__TASK DETAILS__. Output every entry exactly, from the first line to the last.

++++ PROVIDED INFORMATION

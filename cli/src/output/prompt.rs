//! Interactive prompts built on dialoguer.

use anyhow::Result;

use crate::application::ports::CertificatePrompt;
use crate::output::reporter::TerminalReporter;

/// Asks for the validation certificate URL while the progress view is
/// paused.
///
/// A URL given up front (`--cert-url`) is returned without asking. In
/// non-interactive mode with no preset URL, the prompt counts as dismissed.
pub struct TerminalCertificatePrompt<'a> {
    reporter: &'a TerminalReporter<'a>,
    preset: Option<String>,
    interactive: bool,
}

impl<'a> TerminalCertificatePrompt<'a> {
    #[must_use]
    pub fn new(reporter: &'a TerminalReporter<'a>, preset: Option<String>, interactive: bool) -> Self {
        Self {
            reporter,
            preset,
            interactive,
        }
    }
}

impl CertificatePrompt for TerminalCertificatePrompt<'_> {
    fn certificate_url(&self) -> Result<Option<String>> {
        if let Some(url) = self.preset.as_deref().map(str::trim).filter(|u| !u.is_empty()) {
            return Ok(Some(url.to_string()));
        }
        if !self.interactive {
            return Ok(None);
        }
        let url: String = self.reporter.suspend(|| {
            dialoguer::Input::<String>::new()
                .with_prompt("Validation certificate URL (empty to cancel)")
                .allow_empty(true)
                .interact_text()
        })?;
        Ok(Some(url).filter(|u| !u.trim().is_empty()))
    }
}

/// Reads a value from the user unless `current` already has one.
///
/// # Errors
///
/// Returns an error if the terminal prompt fails (e.g. no TTY available).
pub fn text_or_prompt(current: Option<String>, prompt: &str, interactive: bool) -> Result<String> {
    match current.filter(|v| !v.trim().is_empty()) {
        Some(v) => Ok(v),
        None if interactive => Ok(dialoguer::Input::<String>::new()
            .with_prompt(prompt)
            .allow_empty(true)
            .interact_text()?),
        None => Ok(String::new()),
    }
}

/// Like [`text_or_prompt`] with hidden input.
///
/// # Errors
///
/// Returns an error if the terminal prompt fails (e.g. no TTY available).
pub fn password_or_prompt(current: Option<String>, prompt: &str, interactive: bool) -> Result<String> {
    match current.filter(|v| !v.is_empty()) {
        Some(v) => Ok(v),
        None if interactive => Ok(dialoguer::Password::new()
            .with_prompt(prompt)
            .allow_empty_password(true)
            .interact()?),
        None => Ok(String::new()),
    }
}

++++++++

__SOLVED EXERCISE__.
filename cli/src/output/prompt.rs
//! Interactive prompts built on dialoguer.

use anyhow::Result;

use crate::application::ports::CertificatePrompt;
use crate::output::reporter::TerminalReporter;

/// Asks for the validation certificate URL while the progress view is
/// paused.
///
/// A URL given up front (`--cert-url`) is returned without asking. In
/// non-interactive mode with no preset URL, the prompt counts as dismissed.
pub struct TerminalCertificatePrompt<'a> {
    reporter: &'a TerminalReporter<'a>,
    preset: Option<String>,
    interactive: bool,
}

impl<'a> TerminalCertificatePrompt<'a> {
    #[must_use]
    pub fn new(reporter: &'a TerminalReporter<'a>, preset: Option<String>, interactive: bool) -> Self {
        Self {
            reporter,
            preset,
            interactive,
        }
    }
}

impl CertificatePrompt for TerminalCertificatePrompt<'_> {
    fn certificate_url(&self) -> Result<Option<String>> {
        if let Some(url) = self.preset.as_deref().map(str::trim).filter(|u| !u.is_empty()) {
            return Ok(Some(url.to_string()));
        }
        if !self.interactive {
            return Ok(None);
        }
        let url: String = self.reporter.suspend(|| {
            dialoguer::Input::<String>::new()
                .with_prompt("Validation certificate URL (empty to cancel)")
                .allow_empty(true)
                .interact_text()
        })?;
        Ok(Some(url).filter(|u| !u.trim().is_empty()))
    }
}

/// Reads a value from the user unless `current` already has one.
///
/// # Errors
///
/// Returns an error if the terminal prompt fails (e.g. no TTY available).
pub fn text_or_prompt(current: Option<String>, prompt: &str, interactive: bool) -> Result<String> {
    match current.filter(|v| !v.trim().is_empty()) {
        Some(v) => Ok(v),
        None if interactive => Ok(dialoguer::Input::<String>::new()
            .with_prompt(prompt)
            .allow_empty(true)
            .interact_text()?),
        None => Ok(String::new()),
    }
}

/// Like [`text_or_prompt`] with hidden input.
///
/// # Errors
///
/// Returns an error if the terminal prompt fails (e.g. no TTY available).
pub fn password_or_prompt(current: Option<String>, prompt: &str, interactive: bool) -> Result<String> {
    match current.filter(|v| !v.is_empty()) {
        Some(v) => Ok(v),
        None if interactive => Ok(dialoguer::Password::new()
            .with_prompt(prompt)
            .allow_empty_password(true)
            .interact()?),
        None => Ok(String::new()),
    }
}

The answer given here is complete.